Cyclododecene in Olefin Metathesis: Polymerization and Macromolecular Cross-Metathesis with Polynorbornene
Tóm tắt
The reaction of macromolecular cross-metathesis of polynorbornene and polydodecenamer catalyzed by the first-generation Grubbs Ru-carbene complex is studied for the first time. Polydodecenamer with high-molecular-weight characteristics (Mw = 406 × 103, Ð = 2.5) and a yield of 96% is synthesized by the ring-opening metathesis polymerization of cyclododecene mediated by the second-generation Grubbs catalyst. The polymer has a melting temperature of 62–83°C, depending on the content of trans double bonds, and shows poor solubility in organic solvents at room temperature. Its cross-metathesis with polynorbornene at 40°С gives rise to new statistical multiblock copolymers of norbornene and cyclododecene with different degree of blockiness. NMR, GPC, and DSC were used to investigate the effect of reaction conditions on the structure and thermal properties of the copolymers.
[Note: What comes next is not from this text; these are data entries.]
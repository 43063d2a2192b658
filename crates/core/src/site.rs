//! Site definition loading and validation.
//!
//! The site definition is a YAML file describing what the host framework
//! exposes to the console: the content-type catalog, the service registry,
//! the optional content store file and message overrides.

use std::collections::{HashMap, HashSet};
use std::fs::File;

use indexmap::IndexMap;
use log::debug;
use serde::Deserialize;

use crate::error::Error::{EmptyId, IdWithSpace, NonUniqueServiceId};
use crate::error::{Error, Result};
use crate::inspector::ServiceDefinition;

#[derive(Deserialize, Debug, Clone, Default)]
pub struct SiteDefinition {
    #[serde(default)]
    pub content_types: IndexMap<String, String>,
    pub content_store: Option<String>,
    #[serde(default)]
    pub services: Vec<ServiceDefinition>,
    pub messages: Option<HashMap<String, String>>,
}

fn get_reader(file_description: &str, path: &str) -> Result<File> {
    File::open(path)
        .map_err(|e| Error::io_error(file_description.to_string(), path.to_string(), e))
}

fn validate_id(id: &str) -> Result<()> {
    if id.is_empty() {
        return Err(EmptyId);
    }

    if id.contains(char::is_whitespace) {
        return Err(IdWithSpace(id.to_string()));
    }

    Ok(())
}

fn validate_site(site: &SiteDefinition) -> Result<()> {
    for id in site.content_types.keys() {
        validate_id(id)?;
    }

    let mut ids = HashSet::new();
    for service in &site.services {
        validate_id(&service.id)?;

        if !ids.insert(service.id.as_str()) {
            return Err(NonUniqueServiceId(service.id.clone()));
        }
    }

    Ok(())
}

/// Parses and validates a site definition from YAML text.
///
/// # Errors
///
/// Returns an error if the YAML is malformed or an ID is invalid or duplicated.
pub fn parse_site_definition(yaml: &str, path: &str) -> Result<SiteDefinition> {
    let site: SiteDefinition = serde_yaml::from_str(yaml).map_err(|e| {
        Error::yaml_error(
            "reading".to_string(),
            "site definition".to_string(),
            path.to_string(),
            e,
        )
    })?;

    validate_site(&site)?;

    Ok(site)
}

/// Loads and validates the site definition file.
///
/// # Errors
///
/// Returns an error if:
/// - The file cannot be read
/// - The YAML is malformed or doesn't match the expected structure
/// - A content-type or service ID is empty or contains whitespace
/// - Two services share an ID
///
/// # Examples
///
/// ```no_run
/// use cms_console_core::site::get_site_definition;
///
/// let site = get_site_definition("/etc/cms-console/site.yml")?;
/// println!("{} content types", site.content_types.len());
/// # Ok::<(), cms_console_core::error::Error>(())
/// ```
pub fn get_site_definition(site_path: &str) -> Result<SiteDefinition> {
    let reader = get_reader("site definition", site_path)?;

    let site: SiteDefinition = serde_yaml::from_reader(reader).map_err(|e| {
        Error::yaml_error(
            "reading".to_string(),
            "site definition".to_string(),
            site_path.to_string(),
            e,
        )
    })?;

    validate_site(&site)?;

    debug!(
        "Loaded site definition with {} content types and {} services",
        site.content_types.len(),
        site.services.len()
    );

    Ok(site)
}

#[cfg(test)]
mod tests {
    use super::*;
    use std::io::Write;
    use tempfile::NamedTempFile;

    #[test]
    fn test_validate_id_valid() {
        assert!(validate_id("article").is_ok());
        assert!(validate_id("logger.factory").is_ok());
        assert!(validate_id("basic_page").is_ok());
    }

    #[test]
    fn test_validate_id_empty() {
        assert!(matches!(validate_id(""), Err(EmptyId)));
    }

    #[test]
    fn test_validate_id_with_space() {
        assert!(matches!(validate_id("basic page"), Err(IdWithSpace(_))));
    }

    #[test]
    fn test_parse_site_definition_minimal() {
        let site = parse_site_definition("content_types:\n  article: Article\n", "inline").unwrap();
        assert_eq!(site.content_types.len(), 1);
        assert!(site.services.is_empty());
        assert!(site.content_store.is_none());
        assert!(site.messages.is_none());
    }

    #[test]
    fn test_parse_site_definition_duplicate_service() {
        let yaml = r#"
services:
  - id: "logger.factory"
    class: "LoggerChannelFactory"
  - id: "logger.factory"
    class: "OtherFactory"
"#;
        let result = parse_site_definition(yaml, "inline");
        assert!(matches!(result, Err(NonUniqueServiceId(id)) if id == "logger.factory"));
    }

    #[test]
    fn test_get_site_definition_valid_yaml() {
        let yaml_content = r#"
content_types:
  article: "Article"
  page: "Basic page"
content_store: "/tmp/nodes.yml"
services:
  - id: "logger.factory"
    class: "Drupal\\Core\\Logger\\LoggerChannelFactory"
    interfaces: ["LoggerChannelFactoryInterface"]
    methods: ["get"]
messages:
  commands.create.nodes.messages.title: "Titre"
"#;

        let mut temp_file = NamedTempFile::new().unwrap();
        write!(temp_file, "{yaml_content}").unwrap();
        let temp_path = temp_file.path().to_str().unwrap();

        let site = get_site_definition(temp_path).unwrap();
        assert_eq!(
            site.content_types.keys().collect::<Vec<_>>(),
            vec!["article", "page"]
        );
        assert_eq!(site.content_store, Some("/tmp/nodes.yml".to_string()));
        assert_eq!(site.services.len(), 1);
        assert_eq!(site.services[0].interfaces, vec!["LoggerChannelFactoryInterface"]);
        assert!(site.services[0].parent.is_none());
        assert!(site.messages.is_some());
    }

    #[test]
    fn test_get_site_definition_invalid_yaml() {
        let mut temp_file = NamedTempFile::new().unwrap();
        write!(temp_file, "content_types: [").unwrap();
        let temp_path = temp_file.path().to_str().unwrap();

        let result = get_site_definition(temp_path);
        assert!(matches!(result, Err(Error::Yaml { .. })));
    }

    #[test]
    fn test_get_site_definition_file_not_found() {
        let result = get_site_definition("/this/path/does/not/exist.yml");
        assert!(matches!(result, Err(Error::Io { .. })));
    }
}
//! Content-type catalog.

use fuzzy_matcher::skim::SkimMatcherV2;
use fuzzy_matcher::FuzzyMatcher;
use indexmap::IndexMap;

/// Available content types, id -> display name, in configured order.
#[derive(Debug, Clone, Default, PartialEq, Eq)]
pub struct ContentTypeCatalog {
    entries: IndexMap<String, String>,
}

impl ContentTypeCatalog {
    #[must_use]
    pub fn new(entries: IndexMap<String, String>) -> Self {
        Self { entries }
    }

    #[must_use]
    pub fn is_empty(&self) -> bool {
        self.entries.is_empty()
    }

    #[must_use]
    pub fn contains(&self, id: &str) -> bool {
        self.entries.contains_key(id)
    }

    pub fn ids(&self) -> impl Iterator<Item = &str> {
        self.entries.keys().map(String::as_str)
    }

    /// Display names in catalog order, as offered in the selection prompt.
    #[must_use]
    pub fn labels(&self) -> Vec<String> {
        self.entries.values().cloned().collect()
    }

    /// Id of the entry at `index` in catalog order.
    #[must_use]
    pub fn id_at(&self, index: usize) -> Option<&str> {
        self.entries
            .get_index(index)
            .map(|(id, _)| id.as_str())
    }

    /// Closest catalog id to an unknown token, matched against ids and labels.
    #[must_use]
    pub fn suggest(&self, token: &str) -> Option<&str> {
        let matcher = SkimMatcherV2::default();

        self.entries
            .iter()
            .filter_map(|(id, label)| {
                let score = matcher
                    .fuzzy_match(id, token)
                    .max(matcher.fuzzy_match(label, token))?;
                Some((score, id.as_str()))
            })
            .max_by_key(|(score, _)| *score)
            .map(|(_, id)| id)
    }
}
At the initial step of the reaction, along with a high-molecular-weight peak, the GPC chromatograms exhibit a peak due to the low-molecular-weight fraction (M = (1–2) × 103), suggesting the formation of cyclooligomers. With increasing degree of interchain exchange, the proportion of the oligomeric fraction decreases appreciably. The kinetics of the cross-metathesis of polynorbornene with polydodecenamer and polyoctenamer at 40°С is studied by in situ 1Н NMR spectroscopy and ex situ 13С NMR spectroscopy. The rates of elementary reactions in these blends differ insignificantly, except for the conversion stage of the initial carbenes into polymer ones. The formation rate for carbene [Ru]=polyoctenamer is three times higher than the formation rate for the [Ru]=polydodecenamer carbene. In both cases, the fraction of Ru carbenes attached to norbornene units is extremely small throughout the process.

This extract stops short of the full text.